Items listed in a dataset
+++

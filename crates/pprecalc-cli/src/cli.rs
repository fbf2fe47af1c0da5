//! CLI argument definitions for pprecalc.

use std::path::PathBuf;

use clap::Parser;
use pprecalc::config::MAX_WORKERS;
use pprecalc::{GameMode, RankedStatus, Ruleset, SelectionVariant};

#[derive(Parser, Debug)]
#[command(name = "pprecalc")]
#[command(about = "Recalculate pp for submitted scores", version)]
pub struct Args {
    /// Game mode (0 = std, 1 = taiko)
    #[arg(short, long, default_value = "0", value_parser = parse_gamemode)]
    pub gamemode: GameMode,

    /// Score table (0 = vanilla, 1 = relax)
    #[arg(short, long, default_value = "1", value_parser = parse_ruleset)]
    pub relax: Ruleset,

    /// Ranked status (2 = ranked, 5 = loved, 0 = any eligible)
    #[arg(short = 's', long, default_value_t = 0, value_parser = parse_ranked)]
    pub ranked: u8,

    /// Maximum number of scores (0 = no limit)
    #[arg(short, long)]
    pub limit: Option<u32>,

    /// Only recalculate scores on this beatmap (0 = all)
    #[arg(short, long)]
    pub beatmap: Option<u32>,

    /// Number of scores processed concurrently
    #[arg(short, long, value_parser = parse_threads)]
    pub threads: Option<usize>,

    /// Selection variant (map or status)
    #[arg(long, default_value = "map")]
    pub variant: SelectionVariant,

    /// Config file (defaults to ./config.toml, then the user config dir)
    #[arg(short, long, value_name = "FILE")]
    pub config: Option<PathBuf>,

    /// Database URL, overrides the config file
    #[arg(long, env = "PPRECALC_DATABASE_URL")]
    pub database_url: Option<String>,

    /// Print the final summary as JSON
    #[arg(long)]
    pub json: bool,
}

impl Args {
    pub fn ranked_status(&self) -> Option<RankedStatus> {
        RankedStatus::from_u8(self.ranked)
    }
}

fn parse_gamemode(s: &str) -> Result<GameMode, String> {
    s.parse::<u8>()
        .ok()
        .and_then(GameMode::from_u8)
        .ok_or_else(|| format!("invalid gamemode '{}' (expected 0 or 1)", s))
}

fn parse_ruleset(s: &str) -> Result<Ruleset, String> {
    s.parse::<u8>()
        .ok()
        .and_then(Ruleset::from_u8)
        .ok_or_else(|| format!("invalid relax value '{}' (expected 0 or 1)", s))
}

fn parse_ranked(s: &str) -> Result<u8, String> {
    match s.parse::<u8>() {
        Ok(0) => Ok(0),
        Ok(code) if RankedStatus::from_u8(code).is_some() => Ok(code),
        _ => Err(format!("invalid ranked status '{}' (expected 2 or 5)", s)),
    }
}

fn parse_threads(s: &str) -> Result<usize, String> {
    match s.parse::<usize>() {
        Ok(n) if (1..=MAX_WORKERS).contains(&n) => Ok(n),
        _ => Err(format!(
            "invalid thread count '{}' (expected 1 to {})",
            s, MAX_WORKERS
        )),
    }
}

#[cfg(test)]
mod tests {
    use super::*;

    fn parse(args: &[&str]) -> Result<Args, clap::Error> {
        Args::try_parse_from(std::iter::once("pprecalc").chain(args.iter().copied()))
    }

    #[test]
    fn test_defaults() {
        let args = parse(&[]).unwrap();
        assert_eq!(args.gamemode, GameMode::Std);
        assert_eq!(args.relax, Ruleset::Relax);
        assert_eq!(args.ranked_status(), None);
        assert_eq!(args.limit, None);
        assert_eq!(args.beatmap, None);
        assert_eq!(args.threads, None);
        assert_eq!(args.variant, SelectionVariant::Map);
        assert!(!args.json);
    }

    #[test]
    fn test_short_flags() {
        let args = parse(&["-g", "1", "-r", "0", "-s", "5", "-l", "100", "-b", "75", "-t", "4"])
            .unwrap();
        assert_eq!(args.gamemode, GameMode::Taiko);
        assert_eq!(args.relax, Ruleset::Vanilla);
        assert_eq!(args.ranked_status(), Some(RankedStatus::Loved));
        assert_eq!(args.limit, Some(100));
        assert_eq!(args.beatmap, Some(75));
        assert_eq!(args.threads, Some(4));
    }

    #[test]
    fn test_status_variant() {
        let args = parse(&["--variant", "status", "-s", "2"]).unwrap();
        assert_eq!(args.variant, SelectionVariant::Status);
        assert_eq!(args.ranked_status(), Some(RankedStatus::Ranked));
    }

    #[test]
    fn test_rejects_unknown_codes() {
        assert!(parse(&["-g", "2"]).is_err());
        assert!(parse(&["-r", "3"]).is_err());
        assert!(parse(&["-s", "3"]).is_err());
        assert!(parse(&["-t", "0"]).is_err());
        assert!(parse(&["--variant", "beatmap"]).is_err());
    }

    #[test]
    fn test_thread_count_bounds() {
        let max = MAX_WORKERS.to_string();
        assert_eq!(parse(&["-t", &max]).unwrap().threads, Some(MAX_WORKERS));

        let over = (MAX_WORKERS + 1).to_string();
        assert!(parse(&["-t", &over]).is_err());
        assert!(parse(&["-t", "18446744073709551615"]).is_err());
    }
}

+++

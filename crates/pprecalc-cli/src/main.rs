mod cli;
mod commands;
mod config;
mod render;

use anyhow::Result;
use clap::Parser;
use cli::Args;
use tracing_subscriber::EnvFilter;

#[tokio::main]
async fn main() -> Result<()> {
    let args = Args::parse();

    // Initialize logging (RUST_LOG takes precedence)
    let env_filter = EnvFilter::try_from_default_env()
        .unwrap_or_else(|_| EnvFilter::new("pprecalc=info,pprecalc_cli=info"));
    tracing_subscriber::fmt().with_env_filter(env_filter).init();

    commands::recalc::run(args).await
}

+++

**WHAT YOU NEED TO DO:** Using the records above, set down exactly the lines from the one with "#[arg(short, long, value_name" through the one with "#[arg(long)]", inclusive, and nothing more.

**TASK OUTPUT:**
    #[arg(short, long, value_name = "FILE")]
    pub config: Option<PathBuf>,

    /// Database URL, overrides the config file
    #[arg(long, env = "PPRECALC_DATABASE_URL")]
    pub database_url: Option<String>,

    /// Print the final summary as JSON
    #[arg(long)]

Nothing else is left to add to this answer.